For those who are interested a friend and I had another good look at the situation over the weekend.  We double checked all the internal wiring and the action of the starter relay in making and breaking the circuit to the high voltage coil.  I also had a look at the wiring to the plug and socket connecting the ballast and this was all in good order.   We have two spotlights which have both worked without problems in the past; they and their ballasts appear identical but at some point (before our theatre acquired them) some one has replaced the original ballast connector plug and socket on one of them with 16A CEE connectors so it's impossible to mix up the ballasts.  The lead from the starter coil on the unit we dismantled has heavy duty insulation unlike the rest of the wiring and there is no sign on arcing or tracking either in the lantern gear tray or in the ballast .  Thanks for the voltstick suggestion - that confirmed there is a voltage appearing at output of the starter coil and it appeared to be significantly higher than mains voltage (it's possible to do a direct comparison as one of the terminals on the terminal strip to which the lamp is connected is normally connected via the ballast to mains live - however if the ballast is unplugged then this simply leaves the other terminal which receives the higher violtage from the starter coil when the 'Start' switch is pressed).

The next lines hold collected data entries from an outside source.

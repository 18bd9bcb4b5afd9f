//! litshop: a command-line client for the IT Literature Shop bookstore API.
//!
//! Screens are *navigable locations* such as `/books?q=dune&page=2`. List
//! screens keep their filter, sort and page state in the location's query
//! parameters; [`view::ListViewSynchronizer`] derives from them what to
//! fetch from the API and which slice of the fetched data is visible, and
//! discards responses that arrive for superseded parameters.

pub mod api;
pub mod auth;
pub mod catalog;
pub mod cli;
pub mod config;
pub mod format;
pub mod routes;
pub mod session;
pub mod telemetry;
pub mod transactions;
pub mod view;

pub use api::{
    ApiBase, AuthGateway, BearerToken, Book, BookGateway, BookId, ClientError, Genre, GenreId,
    HttpGateway, Transaction, TransactionGateway, TransactionId, User, UserId,
};
pub use catalog::{BookCatalog, BookForm};
pub use config::LitshopConfig;
pub use routes::Route;
pub use session::{SessionState, SessionStore};
pub use transactions::{Cart, TransactionList};
pub use view::{History, ListView, ListViewSynchronizer, Location, ViewQuery};
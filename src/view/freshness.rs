//! Request tickets guarding list views against stale responses.

use std::time::{Duration, Instant};

/// Handle for one in-flight fetch.
#[derive(Debug, Clone, PartialEq, Eq)]
pub struct RequestTicket<S> {
    id: u64,
    scope: S,
    issued_at: Instant,
}

impl<S> RequestTicket<S> {
    /// Monotonic request identifier.
    #[must_use]
    pub const fn id(&self) -> u64 {
        self.id
    }

    /// Server-side scope the request was issued for.
    #[must_use]
    pub const fn scope(&self) -> &S {
        &self.scope
    }

    /// Time since the ticket was issued.
    #[must_use]
    pub fn elapsed(&self) -> Duration {
        self.issued_at.elapsed()
    }
}

/// Issues tickets and decides which completion may be applied.
///
/// A completion is current only when its ticket is the latest issued and
/// its scope equals the scope the view needs now.
#[derive(Debug, Clone)]
pub struct RequestTracker<S> {
    next_id: u64,
    latest: Option<u64>,
    _scope: std::marker::PhantomData<S>,
}

impl<S> Default for RequestTracker<S> {
    fn default() -> Self {
        Self {
            next_id: 1,
            latest: None,
            _scope: std::marker::PhantomData,
        }
    }
}

impl<S: PartialEq> RequestTracker<S> {
    /// Creates a tracker with no requests issued.
    #[must_use]
    pub fn new() -> Self {
        Self::default()
    }

    /// Issues a ticket for `scope`, superseding every earlier ticket.
    pub fn issue(&mut self, scope: S) -> RequestTicket<S> {
        let id = self.next_id;
        self.next_id = self.next_id.saturating_add(1);
        self.latest = Some(id);
        RequestTicket {
            id,
            scope,
            issued_at: Instant::now(),
        }
    }

    /// Returns true when `ticket` may be applied for `current_scope`.
    #[must_use]
    pub fn is_current(&self, ticket: &RequestTicket<S>, current_scope: &S) -> bool {
        self.latest == Some(ticket.id) && ticket.scope == *current_scope
    }

    /// Returns the identifier of the latest ticket, if any.
    #[must_use]
    pub const fn latest(&self) -> Option<u64> {
        self.latest
    }
}
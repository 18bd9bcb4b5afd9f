//! Locally stored authentication session.
//!
//! The session is a small JSON file holding the bearer token (and the
//! buyer id once known). It is the only state litshop keeps between runs.

use camino::{Utf8Path, Utf8PathBuf};
use cap_std::ambient_authority;
use cap_std::fs_utf8::Dir;
use chrono::{DateTime, Utc};
use serde::{Deserialize, Serialize};
use tracing::debug;

use crate::api::{BearerToken, ClientError, UserId};

/// Default session file name, relative to the working directory.
pub const DEFAULT_SESSION_FILE: &str = ".litshop-session.json";

/// Persisted session contents.
#[derive(Debug, Clone, PartialEq, Eq, Serialize, Deserialize)]
pub struct SessionState {
    /// Bearer token returned by login.
    pub token: String,
    /// Account id, cached after the first `GET /auth/me`.
    #[serde(default, skip_serializing_if = "Option::is_none")]
    pub user_id: Option<UserId>,
    /// When the session was written.
    pub saved_at: DateTime<Utc>,
}

impl SessionState {
    /// Starts a session for `token`.
    #[must_use]
    pub fn new(token: &BearerToken) -> Self {
        Self {
            token: token.value().to_owned(),
            user_id: None,
            saved_at: Utc::now(),
        }
    }

    /// Returns the validated bearer token.
    ///
    /// # Errors
    ///
    /// Returns [`ClientError::MissingToken`] when the stored token is blank.
    pub fn bearer(&self) -> Result<BearerToken, ClientError> {
        BearerToken::new(&self.token)
    }
}

/// Reads and writes the session file.
#[derive(Debug, Clone, PartialEq, Eq)]
pub struct SessionStore {
    path: Utf8PathBuf,
}

impl SessionStore {
    /// Creates a store for the file at `path`.
    #[must_use]
    pub fn new(path: impl Into<Utf8PathBuf>) -> Self {
        Self { path: path.into() }
    }

    /// Returns the session file path.
    #[must_use]
    pub fn path(&self) -> &Utf8Path {
        &self.path
    }

    /// Loads the session. A missing file, or one holding a blank token,
    /// means no session.
    ///
    /// # Errors
    ///
    /// Returns [`ClientError::Io`] when the file exists but cannot be read
    /// or parsed.
    pub fn load(&self) -> Result<Option<SessionState>, ClientError> {
        let (dir, file_name) = self.open()?;
        let content = match dir.read_to_string(file_name) {
            Ok(content) => content,
            Err(error) if error.kind() == std::io::ErrorKind::NotFound => return Ok(None),
            Err(error) => {
                return Err(ClientError::Io {
                    message: format!("failed to read session file '{}': {error}", self.path),
                });
            }
        };

        let state: SessionState =
            serde_json::from_str(&content).map_err(|error| ClientError::Io {
                message: format!("failed to parse session file '{}': {error}", self.path),
            })?;
        Ok(state.bearer().is_ok().then_some(state))
    }

    /// Writes the session.
    ///
    /// # Errors
    ///
    /// Returns [`ClientError::MissingToken`] for a blank token and
    /// [`ClientError::Io`] when the file cannot be written.
    pub fn save(&self, state: &SessionState) -> Result<(), ClientError> {
        state.bearer()?;
        let (dir, file_name) = self.open()?;
        let json = serde_json::to_string_pretty(state).map_err(|error| ClientError::Io {
            message: format!("failed to serialise session: {error}"),
        })?;
        dir.write(file_name, json).map_err(|error| ClientError::Io {
            message: format!("failed to write session file '{}': {error}", self.path),
        })?;
        debug!(path = %self.path, "session saved");
        Ok(())
    }

    /// Removes the session file. Clearing an absent session succeeds.
    ///
    /// # Errors
    ///
    /// Returns [`ClientError::Io`] when the file exists but cannot be
    /// removed.
    pub fn clear(&self) -> Result<(), ClientError> {
        let (dir, file_name) = self.open()?;
        match dir.remove_file(file_name) {
            Ok(()) => {
                debug!(path = %self.path, "session cleared");
                Ok(())
            }
            Err(error) if error.kind() == std::io::ErrorKind::NotFound => Ok(()),
            Err(error) => Err(ClientError::Io {
                message: format!("failed to remove session file '{}': {error}", self.path),
            }),
        }
    }

    fn open(&self) -> Result<(Dir, &str), ClientError> {
        let parent = self
            .path
            .parent()
            .filter(|parent| !parent.as_str().is_empty())
            .unwrap_or_else(|| Utf8Path::new("."));
        let file_name = self.path.file_name().ok_or_else(|| ClientError::Io {
            message: format!("invalid session path '{}': no file name", self.path),
        })?;
        let dir = Dir::open_ambient_dir(parent, ambient_authority()).map_err(|error| {
            ClientError::Io {
                message: format!("failed to open session directory '{parent}': {error}"),
            }
        })?;
        Ok((dir, file_name))
    }
}

#[cfg(test)]
mod tests {
    use camino::Utf8PathBuf;
    use rstest::{fixture, rstest};
    use tempfile::TempDir;

    use super::{SessionState, SessionStore};
    use crate::api::{BearerToken, ClientError, UserId};

    struct StoreFixture {
        _temp_dir: TempDir,
        base: Utf8PathBuf,
        store: SessionStore,
    }

    #[fixture]
    fn fixture() -> StoreFixture {
        let temp_dir = TempDir::new().expect("temp dir should be created");
        let base = Utf8PathBuf::from_path_buf(temp_dir.path().to_path_buf())
            .expect("temp directory path must be UTF-8");
        let store = SessionStore::new(base.join("session.json"));
        StoreFixture {
            _temp_dir: temp_dir,
            base,
            store,
        }
    }

    fn token() -> BearerToken {
        BearerToken::new("abc123").expect("token should be valid")
    }

    #[rstest]
    fn missing_file_is_no_session(fixture: StoreFixture) {
        assert_eq!(fixture.store.load(), Ok(None));
    }

    #[rstest]
    fn saved_session_loads_back(fixture: StoreFixture) {
        let mut state = SessionState::new(&token());
        state.user_id = Some(UserId::new("u-7"));
        fixture.store.save(&state).expect("session should save");

        let loaded = fixture.store.load().expect("session should load");
        assert_eq!(loaded, Some(state));
    }

    #[rstest]
    fn clear_removes_session_and_is_idempotent(fixture: StoreFixture) {
        fixture
            .store
            .save(&SessionState::new(&token()))
            .expect("session should save");
        fixture.store.clear().expect("first clear should succeed");
        fixture.store.clear().expect("second clear should succeed");
        assert_eq!(fixture.store.load(), Ok(None));
    }

    #[rstest]
    fn blank_token_is_not_saved(fixture: StoreFixture) {
        let mut state = SessionState::new(&token());
        state.token = "  ".to_owned();
        assert_eq!(fixture.store.save(&state), Err(ClientError::MissingToken));
    }

    #[rstest]
    fn corrupt_file_is_an_io_error(fixture: StoreFixture) {
        std::fs::write(fixture.base.join("session.json"), "not json")
            .expect("fixture file should be written");
        assert!(matches!(
            fixture.store.load(),
            Err(ClientError::Io { .. })
        ));
    }
}
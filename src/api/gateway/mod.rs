//! Gateways for calling the bookstore REST API.
//!
//! Each resource family sits behind its own trait so screens depend only on
//! what they call and tests can substitute mocks. [`HttpGateway`] implements
//! all of them over `reqwest`.

mod auth;
mod books;
mod client;
mod error_mapping;
mod http_utils;
mod transactions;

pub use client::HttpGateway;

use async_trait::async_trait;

use crate::api::error::ClientError;
use crate::api::models::{
    Book, BookId, BookPayload, CheckoutRequest, Credentials, Genre, GenreId, Registration,
    Transaction, TransactionId, User,
};
use crate::api::token::BearerToken;

/// Server-side scope of a book listing.
///
/// With a genre the listing is served by `GET /books/genre/{id}`, otherwise
/// by `GET /books`.
#[derive(Debug, Clone, Default, PartialEq, Eq)]
pub struct BookQuery {
    /// Restricts the listing to one genre.
    pub genre: Option<GenreId>,
}

/// Server-side scope of a transaction listing.
#[derive(Debug, Clone, Default, PartialEq, Eq)]
pub struct TransactionQuery {
    /// Free-text search forwarded as the `search` query parameter.
    pub search: Option<String>,
}

/// Gateway for account operations.
#[cfg_attr(test, mockall::automock)]
#[async_trait]
pub trait AuthGateway: Send + Sync {
    /// Exchanges credentials for a bearer token.
    async fn login(&self, credentials: &Credentials) -> Result<BearerToken, ClientError>;

    /// Creates an account.
    async fn register(&self, registration: &Registration) -> Result<(), ClientError>;

    /// Fetches the account that owns the current token.
    async fn current_user(&self) -> Result<User, ClientError>;
}

/// Gateway for the book catalog.
#[cfg_attr(test, mockall::automock)]
#[async_trait]
pub trait BookGateway: Send + Sync {
    /// Lists books within the given scope.
    async fn list_books(&self, query: &BookQuery) -> Result<Vec<Book>, ClientError>;

    /// Fetches a single book.
    async fn book(&self, id: &BookId) -> Result<Book, ClientError>;

    /// Creates a book.
    async fn create_book(&self, payload: &BookPayload) -> Result<(), ClientError>;

    /// Updates a book.
    async fn update_book(&self, id: &BookId, payload: &BookPayload) -> Result<(), ClientError>;

    /// Deletes a book.
    async fn delete_book(&self, id: &BookId) -> Result<(), ClientError>;

    /// Lists the genres available for filtering and forms.
    async fn list_genres(&self) -> Result<Vec<Genre>, ClientError>;
}

/// Gateway for orders.
#[cfg_attr(test, mockall::automock)]
#[async_trait]
pub trait TransactionGateway: Send + Sync {
    /// Lists transactions within the given scope.
    async fn list_transactions(
        &self,
        query: &TransactionQuery,
    ) -> Result<Vec<Transaction>, ClientError>;

    /// Fetches a single transaction.
    async fn transaction(&self, id: &TransactionId) -> Result<Transaction, ClientError>;

    /// Places an order and returns the new transaction identifier.
    async fn create_transaction(
        &self,
        order: &CheckoutRequest,
    ) -> Result<TransactionId, ClientError>;
}
//! Typed access to the bookstore REST API.
//!
//! The module validates tokens and base URLs, decodes the API's loosely
//! shaped responses into domain models and exposes trait-based gateways so
//! that screens can be tested against mocks.

pub mod error;
pub mod gateway;
pub mod models;
pub mod token;

pub use error::ClientError;
pub use gateway::{
    AuthGateway, BookGateway, BookQuery, HttpGateway, TransactionGateway, TransactionQuery,
};
pub use models::{
    Book, BookCondition, BookId, BookPayload, CheckoutLine, CheckoutRequest, Credentials, Genre,
    GenreId, OrderItem, Registration, Transaction, TransactionId, User, UserId,
};
pub use token::{ApiBase, BearerToken, DEFAULT_API_URL};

I had wondered about the difference between the original CSI lamp and the later CID lamp but the GE Lighting catalogue seems to show the same technical data for both apart from the fact that as mentioned the CID lamp has a lower output in lumens and none of the literature I've found mentions any incompatibility. 

Finally we did look up the lens tube (after opening the iris!) and there was no sign of an arc when the starter switch was pressed.   This might suggest the absence of a sufficiently high voltage but the most compelling factor is that the blemish shown in the photo attached to my original post appears to be slightly worse than at first thought and on close inspection there seems to be a flaw or possibly even a hole  next to the electrode at the junction of the glass and the ceramic base.  This and the fact that the lamp shows no sign of striking in either lantern leads us to the conclusion that we need to try a second lamp before doing anything else.  We're sending the lamp back in the hope we can get a replacement.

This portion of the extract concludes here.